(Stored items)
::::::::

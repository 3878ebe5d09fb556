//! Shared output helpers for CLI commands

use crate::app::models::CatalogRow;
use colored::Colorize;

/// Print a full record as an aligned field/value listing
pub fn print_row(row: &CatalogRow) {
    println!("{}", row.to_string().bold());
    for name in row.field_names() {
        if let Some(field) = row.field(name) {
            if field.value.is_null() {
                println!("  {:>20}  {}", name.cyan(), "None".dimmed());
            } else {
                println!("  {:>20}  {}", name.cyan(), field);
            }
        }
    }
}

/// Print a one-line summary of a record for search listings
pub fn print_row_summary(row: &CatalogRow) {
    let target = row
        .field("TARGET_NAME")
        .map(|f| f.value.to_string())
        .unwrap_or_else(|| "-".to_string());
    let instrument = row
        .field("INSTR")
        .map(|f| f.value.to_string())
        .unwrap_or_else(|| "-".to_string());
    let exp_time = row
        .field("EXP_TIME")
        .map(|f| f.to_string())
        .unwrap_or_else(|| "-".to_string());

    println!(
        "  {:>8}  {:<24} {:<8} {}",
        row.obsid().bold(),
        target,
        instrument,
        exp_time.dimmed()
    );
}
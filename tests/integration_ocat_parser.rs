//! Integration tests for the OCAT response parser
//!
//! These tests drive the public parser API with a captured-style response
//! body covering the full typed column set, verifying end-to-end typing
//! and unit tagging.

use ocat_client::app::services::ocat_parser::{ColumnType, OcatTableParser, TypingTable};
use ocat_client::{Error, FieldValue, Unit};

/// A response body shaped like the service's `format=text` output: column
/// names, a separator row, then tab-delimited data rows.
fn ocat_response() -> String {
    let columns = [
        "SEQ_NUM",
        "STATUS",
        "OBSID",
        "PR_NUM",
        "TARGET_NAME",
        "GRID_NAME",
        "INSTR",
        "GRAT",
        "OBS_CYCLE",
        "PROP_CYCLE",
        "CHARGE_CYCLE",
        "START_DATE",
        "RA",
        "DEC",
        "SOE_ROLL",
        "EXP_TIME",
        "APP_EXP",
        "COUNT_RATE",
        "EST_CNT_RATE",
        "EVENT_COUNT",
        "Y_OFF",
        "Z_OFF",
        "X_SIM",
        "Z_SIM",
        "VMAG",
        "DITHER",
        "UNINT",
        "STRT_ROW",
        "ROW_CNT",
        "F_TIME",
    ];
    let header = columns.join("\t");
    let separator = columns.iter().map(|_| "------").collect::<Vec<_>>().join("\t");

    let row_one = [
        "901",
        "archived",
        "3103",
        "02700064",
        "NGC 1275",
        "None",
        "ACIS-S",
        "NONE",
        "2",
        "2",
        "2",
        "2000-01-29 11:47:49",
        "03 19 48.10",
        "+41 30 42.00",
        "95.3",
        "24.5",
        "25.0",
        "1.55",
        "1.2",
        "170000",
        "0.25",
        "-0.25",
        "-190.1426",
        "0.0",
        "11.85",
        "Y",
        "N",
        "0",
        "1024",
        "3.2",
    ]
    .join("\t");

    let row_two = [
        "902",
        "observed",
        "4182",
        "04700211",
        "3C 273",
        "None",
        "HRC-I",
        "LETG",
        "4",
        "4",
        "4",
        "2003-06-14 03:21:00",
        "12 29 06.70",
        "+02 03 08.60",
        "120.0",
        "10.0",
        "10.0",
        "None",
        "2.1",
        "50000",
        "",
        "",
        "0.0",
        "0.0",
        "12.86",
        "Y",
        "N",
        "0",
        "1024",
        "3.2",
    ]
    .join("\t");

    format!("{header}\r\n{separator}\r\n{row_one}\r\n{row_two}\r\n")
}

#[test]
fn test_parse_full_response_end_to_end() {
    let result = OcatTableParser::new()
        .parse(&ocat_response())
        .expect("fixture response should parse");

    assert_eq!(result.rows.len(), 2);
    assert_eq!(result.stats.rows_parsed, 2);
    assert_eq!(result.stats.columns, 30);

    let row = &result.rows[0];
    assert_eq!(row.obsid(), "3103");
    assert_eq!(row.field_count(), 30);
}

#[test]
fn test_every_declared_column_is_typed_and_tagged() {
    let result = OcatTableParser::new().parse(&ocat_response()).unwrap();
    let typing = TypingTable::standard();
    let row = &result.rows[0];

    // Every fetched column present in the typing table carries its
    // declared type and unit after parsing
    for name in row.field_names() {
        let field = row.field(name).unwrap();
        match typing.column_type(name) {
            Some(ColumnType::Float) => {
                assert!(
                    matches!(field.value, FieldValue::Float(_)),
                    "{} should be float",
                    name
                );
            }
            Some(ColumnType::UInt) => {
                assert!(
                    matches!(field.value, FieldValue::UInt(_)),
                    "{} should be uint",
                    name
                );
            }
            Some(ColumnType::Text) | None => {}
        }
        assert_eq!(field.unit, typing.unit(name), "unit tag for {}", name);
    }

    let exp_time = row.field("EXP_TIME").unwrap();
    assert_eq!(exp_time.value, FieldValue::Float(24.5));
    assert_eq!(exp_time.unit, Some(Unit::Kilosecond));

    let x_sim = row.field("X_SIM").unwrap();
    assert_eq!(x_sim.value, FieldValue::Float(-190.1426));
    assert_eq!(x_sim.unit, Some(Unit::Millimeter));
}

#[test]
fn test_untyped_columns_pass_through_as_text() {
    let result = OcatTableParser::new().parse(&ocat_response()).unwrap();
    let row = &result.rows[0];

    let start_date = row.field("START_DATE").unwrap();
    assert_eq!(
        start_date.value,
        FieldValue::Text("2000-01-29 11:47:49".to_string())
    );
    assert_eq!(start_date.unit, None);

    let ra = row.field("RA").unwrap();
    assert_eq!(ra.value, FieldValue::Text("03 19 48.10".to_string()));
}

#[test]
fn test_null_markers_survive_typed_columns() {
    let result = OcatTableParser::new().parse(&ocat_response()).unwrap();
    let row = &result.rows[1];

    // COUNT_RATE is the literal None marker, offsets are blank
    assert!(row.field("COUNT_RATE").unwrap().value.is_null());
    assert!(row.field("Y_OFF").unwrap().value.is_null());
    assert!(row.field("Z_OFF").unwrap().value.is_null());

    // The null count rate still carries the column's unit tag
    assert_eq!(row.field("COUNT_RATE").unwrap().unit, Some(Unit::PerSecond));
}

#[test]
fn test_bad_numeric_token_fails_the_parse() {
    let body = ocat_response().replace("\t170000\t", "\toverflow\t");
    match OcatTableParser::new().parse(&body) {
        Err(Error::Coercion { column, value, .. }) => {
            assert_eq!(column, "EVENT_COUNT");
            assert_eq!(value, "overflow");
        }
        other => panic!("expected coercion error, got {:?}", other),
    }
}
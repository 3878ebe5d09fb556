//! Catalog fetching and row merging
//!
//! This module implements the fetch half of the cache: serializing search
//! criteria into the service query, issuing the blocking HTTP GET, and
//! merging the parsed rows into the store. A fetch either fully succeeds
//! or leaves the store untouched; the response is parsed and typed in its
//! entirety before the first row is merged.

use super::metadata::FetchStats;
use super::CatalogCache;
use crate::constants::OCAT_FORMAT;
use crate::{Error, Result};
use std::fmt;
use std::time::Instant;
use tracing::{debug, info};

/// Field/value criteria forwarded to the service as query parameters
///
/// Field names follow the service's filter vocabulary (`obsid`,
/// `target_name`, `instrument`, ...). The rendered form appears in
/// empty-result errors so callers can tell "no such observation" from a
/// transport failure.
#[derive(Debug, Clone, Default, PartialEq, Eq)]
pub struct SearchCriteria {
    pairs: Vec<(String, String)>,
}

impl SearchCriteria {
    /// Create empty criteria
    pub fn new() -> Self {
        Self::default()
    }

    /// Criteria scoped to a single observation identifier
    pub fn obsid<I: ToString>(obsid: I) -> Self {
        Self::new().with("obsid", obsid.to_string())
    }

    /// Add a field/value pair, builder style
    pub fn with(mut self, field: impl Into<String>, value: impl ToString) -> Self {
        self.push(field, value);
        self
    }

    /// Add a field/value pair
    pub fn push(&mut self, field: impl Into<String>, value: impl ToString) {
        self.pairs.push((field.into(), value.to_string()));
    }

    /// The field/value pairs in insertion order
    pub fn pairs(&self) -> &[(String, String)] {
        &self.pairs
    }

    /// True if no criteria have been added
    pub fn is_empty(&self) -> bool {
        self.pairs.is_empty()
    }
}

impl fmt::Display for SearchCriteria {
    fn fmt(&self, f: &mut fmt::Formatter<'_>) -> fmt::Result {
        let mut first = true;
        for (field, value) in &self.pairs {
            if !first {
                f.write_str(", ")?;
            }
            write!(f, "{}={}", field, value)?;
            first = false;
        }
        Ok(())
    }
}

impl<F: Into<String>, V: ToString> FromIterator<(F, V)> for SearchCriteria {
    fn from_iter<T: IntoIterator<Item = (F, V)>>(iter: T) -> Self {
        let mut criteria = Self::new();
        for (field, value) in iter {
            criteria.push(field, value);
        }
        criteria
    }
}

impl CatalogCache {
    /// Fetch rows matching the criteria and merge them into the store
    pub(crate) fn fetch_catalog_data(&mut self, criteria: &SearchCriteria) -> Result<FetchStats> {
        let start = Instant::now();
        info!("Fetching catalog data: {}", criteria);

        let body = self.request(criteria)?;
        let merged = self.merge_response(&body, criteria)?;

        self.fetches_issued += 1;

        let stats = FetchStats {
            rows_merged: merged,
            cached_total: self.len(),
            fetch_duration: start.elapsed(),
        };
        info!("Fetch complete: {}", stats.summary());
        Ok(stats)
    }

    /// Issue the blocking HTTP GET and return the response body
    fn request(&self, criteria: &SearchCriteria) -> Result<String> {
        let mut query: Vec<(&str, &str)> = vec![("format", OCAT_FORMAT)];
        for (field, value) in criteria.pairs() {
            query.push((field, value));
        }

        debug!("GET {} with {} parameters", self.config.ocat_url, query.len());
        let response = self
            .client
            .get(&self.config.ocat_url)
            .query(&query)
            .send()
            .map_err(|e| Error::http(format!("GET {} failed", self.config.ocat_url), e))?;

        let response = response
            .error_for_status()
            .map_err(|e| Error::http("catalog service returned an error status", e))?;

        response
            .text()
            .map_err(|e| Error::http("failed to read catalog response body", e))
    }

    /// Parse a raw service response body and merge its rows into the store
    ///
    /// Public so offline captures of service output can be ingested and so
    /// merge semantics can be exercised without a network. Rows are
    /// deduplicated by identifier: a re-fetched observation replaces the
    /// row at its existing position, a new one is appended and indexed.
    /// Returns the number of rows merged.
    ///
    /// # Errors
    /// * [`Error::TableFormat`] / [`Error::Coercion`] if the body is
    ///   malformed; the store is left unchanged
    /// * [`Error::EmptyResult`] carrying `criteria` if the table parses to
    ///   zero data rows
    pub fn merge_response(&mut self, body: &str, criteria: &SearchCriteria) -> Result<usize> {
        let result = self.parser.parse(body)?;
        if result.rows.is_empty() {
            return Err(Error::empty_result(criteria.to_string()));
        }

        let mut added = 0;
        let mut replaced = 0;
        for row in result.rows {
            match self.index.get(row.obsid()) {
                Some(&position) => {
                    self.rows[position] = row;
                    replaced += 1;
                }
                None => {
                    self.index.insert(row.obsid().to_string(), self.rows.len());
                    self.rows.push(row);
                    added += 1;
                }
            }
        }

        self.rows_merged += added + replaced;
        debug!(
            "Merged {} rows ({} new, {} replaced), cache holds {}",
            added + replaced,
            added,
            replaced,
            self.rows.len()
        );
        Ok(added + replaced)
    }
}
//! Search command implementation: criteria queries

use super::shared::print_row_summary;
use crate::app::services::catalog_cache::{CatalogCache, SearchCriteria};
use crate::cli::args::{OutputFormat, SearchArgs};
use anyhow::{bail, Context, Result};
use colored::Colorize;
use tracing::debug;

/// Parse FIELD=VALUE arguments into search criteria
fn parse_criteria(raw: &[String]) -> Result<SearchCriteria> {
    let mut criteria = SearchCriteria::new();
    for pair in raw {
        let Some((field, value)) = pair.split_once('=') else {
            bail!("invalid criterion '{}', expected FIELD=VALUE", pair);
        };
        if field.is_empty() || value.is_empty() {
            bail!("invalid criterion '{}', expected FIELD=VALUE", pair);
        }
        criteria.push(field, value);
    }
    Ok(criteria)
}

/// Search the catalog and print every matched observation
pub fn run_search(args: &SearchArgs) -> Result<()> {
    let criteria = parse_criteria(&args.criteria)?;
    debug!("Searching catalog: {}", criteria);

    let mut cache = CatalogCache::new();
    cache
        .find(&criteria)
        .with_context(|| format!("search failed for {}", criteria))?;

    match args.format {
        OutputFormat::Table => {
            println!(
                "{} ({} observations)",
                format!("Results for {}", criteria).bold(),
                cache.len()
            );
            for row in cache.values() {
                print_row_summary(row);
            }
        }
        OutputFormat::Json => {
            let rows: Vec<_> = cache.values().collect();
            println!("{}", serde_json::to_string_pretty(&rows)?);
        }
    }
    Ok(())
}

::::::::

▶ **Problem to work on**:
If the word "request" appears in a line above, copy that line.

▶ **Exercise output**:
        let body = self.request(criteria)?;
    fn request(&self, criteria: &SearchCriteria) -> Result<String> {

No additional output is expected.